I feel your frustration, it's something I have experienced many times. It is not uncommon to turn on an old machine and find that it works, only to then find it dies a few minutes/hours/days later. All hardware is slowly decaying, even when switched off. Heat and oxygen slowly act to breakdown insulation, dry out capacitors, oxidise contacts etc. What often happens is that the heat and stress of being powered up after many years is just enough to push some components over the edge.
It is of course possible that it was the process of swapping components that did something but I think it's unlikely if you were careful. After all, it was working immediatly afterwards and it only stopped after 30 minutes. This suggests that something else has gone over the edge.

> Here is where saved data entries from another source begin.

#![forbid(unsafe_code)]
// Allow these clippy lints for physics/math code readability
#![allow(clippy::must_use_candidate)]
#![allow(clippy::suboptimal_flops)]
#![allow(clippy::doc_markdown)]
#![allow(clippy::use_self)]
#![allow(clippy::return_self_not_must_use)]
#![allow(clippy::missing_const_for_fn)]
#![allow(clippy::cast_lossless)]
#![allow(clippy::cast_precision_loss)]
#![allow(clippy::struct_field_names)]

//! # Lissajous
//!
//! Simulation and geometry engine for a damped two-axis harmonic oscillator
//! with a decorative spring overlay.
//!
//! Lissajous provides:
//! - **Oscillator**: closed-form damped sinusoids sampled at a fixed step
//! - **Trajectory**: an optionally bounded history with exact rewind
//! - **Spring**: a 53-point spring polyline mapped into device space
//! - **Viewport**: a square plot area inside an arbitrary display
//! - **Simulation**: a tick-driven driver with start/pause/stop/forward/rewind
//!
//! ## Sampling Example
//!
//! ```rust
//! use lissajous::{sample, SimulationParameters};
//!
//! let params = SimulationParameters::default();
//!
//! // t = 10 * 50ms = 0.5s
//! let p = sample(10, &params);
//! assert!((p.x - 1.5f64.sin()).abs() < 1e-9);
//! assert!((p.y - 2.0f64.sin()).abs() < 1e-9);
//! ```
//!
//! ## Driver Example
//!
//! ```rust
//! use lissajous::{Simulation, SimulationParameters, StepCount};
//!
//! let mut sim = Simulation::new(SimulationParameters::default());
//! sim.start();
//! for _ in 0..20 {
//!     sim.tick();
//! }
//! sim.pause();
//!
//! sim.rewind(StepCount::new(5).unwrap());
//! assert_eq!(sim.step_count(), 15);
//! ```
//!
//! ## Springs
//!
//! Each frame, four springs connect the current point to anchors just inside
//! the plot boundaries. The anchors come from an [`AxisLayout`] and device
//! coordinates from any [`AxisScale`] implementation supplied by the renderer.
//!
//! ```rust
//! use lissajous::{AxisLayout, LinearScale, SimulationParameters, SpringOverlay};
//!
//! let params = SimulationParameters::default();
//! let layout = AxisLayout::for_parameters(&params, 1);
//! let x_axis = LinearScale::new(layout.minimum, layout.maximum, 0.0, 400.0);
//! let y_axis = LinearScale::new(layout.minimum, layout.maximum, 400.0, 0.0);
//!
//! let point = lissajous::sample(7, &params);
//! let springs = SpringOverlay::build_all(point, &params, &layout, &x_axis, &y_axis);
//! assert_eq!(springs.len(), 4);
//! ```

mod axis;
mod error;
mod oscillator;
mod params;
mod point;
mod simulation;
mod spring;
mod trajectory;
mod viewport;

pub use axis::{Anchor, AxisLayout, AxisScale, LinearScale, SpringDirection};
pub use error::{parse_step_count, Result, SimError, StepCount};
pub use oscillator::{elapsed, sample};
pub use params::SimulationParameters;
pub use point::Point;
pub use simulation::{RunState, Simulation, SimulationState};
pub use spring::{
    spring_template, Affine, AnchoredSpring, SpringGeometry, SpringOverlay, SpringPolyline,
    SPRING_CONTROL_POINTS, SPRING_POINT_COUNT,
};
pub use trajectory::{Rewind, TrajectoryBuffer};
pub use viewport::{fit, PlotArea, PLOT_MARGIN, PLOT_SPAN};

/// Prelude module for convenient imports.
pub mod prelude {
    pub use crate::axis::{Anchor, AxisLayout, AxisScale, LinearScale};
    pub use crate::error::{SimError, StepCount};
    pub use crate::oscillator::sample;
    pub use crate::params::SimulationParameters;
    pub use crate::point::Point;
    pub use crate::simulation::{RunState, Simulation, SimulationState};
    pub use crate::spring::{AnchoredSpring, SpringGeometry, SpringOverlay};
    pub use crate::trajectory::{Rewind, TrajectoryBuffer};
    pub use crate::viewport::{fit, PlotArea};
}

Now you have clarified that you have a 320008 board, that tells me that you have 6550 RAMS. The original test of swapping I&J4 with I&J5 and getting more memory tells us that one of the chips in column 5 is duff. If it still worked I would have swapped them individually back again or swap them with the display RAM to find the exact culprit. It's critical to have good RAMS in the leftmost sockets as they hold the zero page and stack. Having the othes missing I think would at least allow the machone to boot. To answer your earlier question, yes the ROMS and RAMS do run quite hot.
I assume a dead ram would give a blank screen, and a working ram would give at least the screenfull of PETSCII characters.
No. A blank screen is one full of spaces (0x20) so it needs good RAM. If the rams are present, but uninitialised you get garbage, as it renders whatever values the static rams have (maybe someone else here knows what a 6550 typically has on initialisation?) There is many causes of a garbage screen of which RAM, ROM and the CPU itself are just three.
Did you re-check the voltage rails from the regulators? Check all 4, the voltages should be no less than 4.9V and no more than 5.1V. If these check out good, I would reseat all the chips again. Just heating up after many years could have made them shift in their sockets a fraction.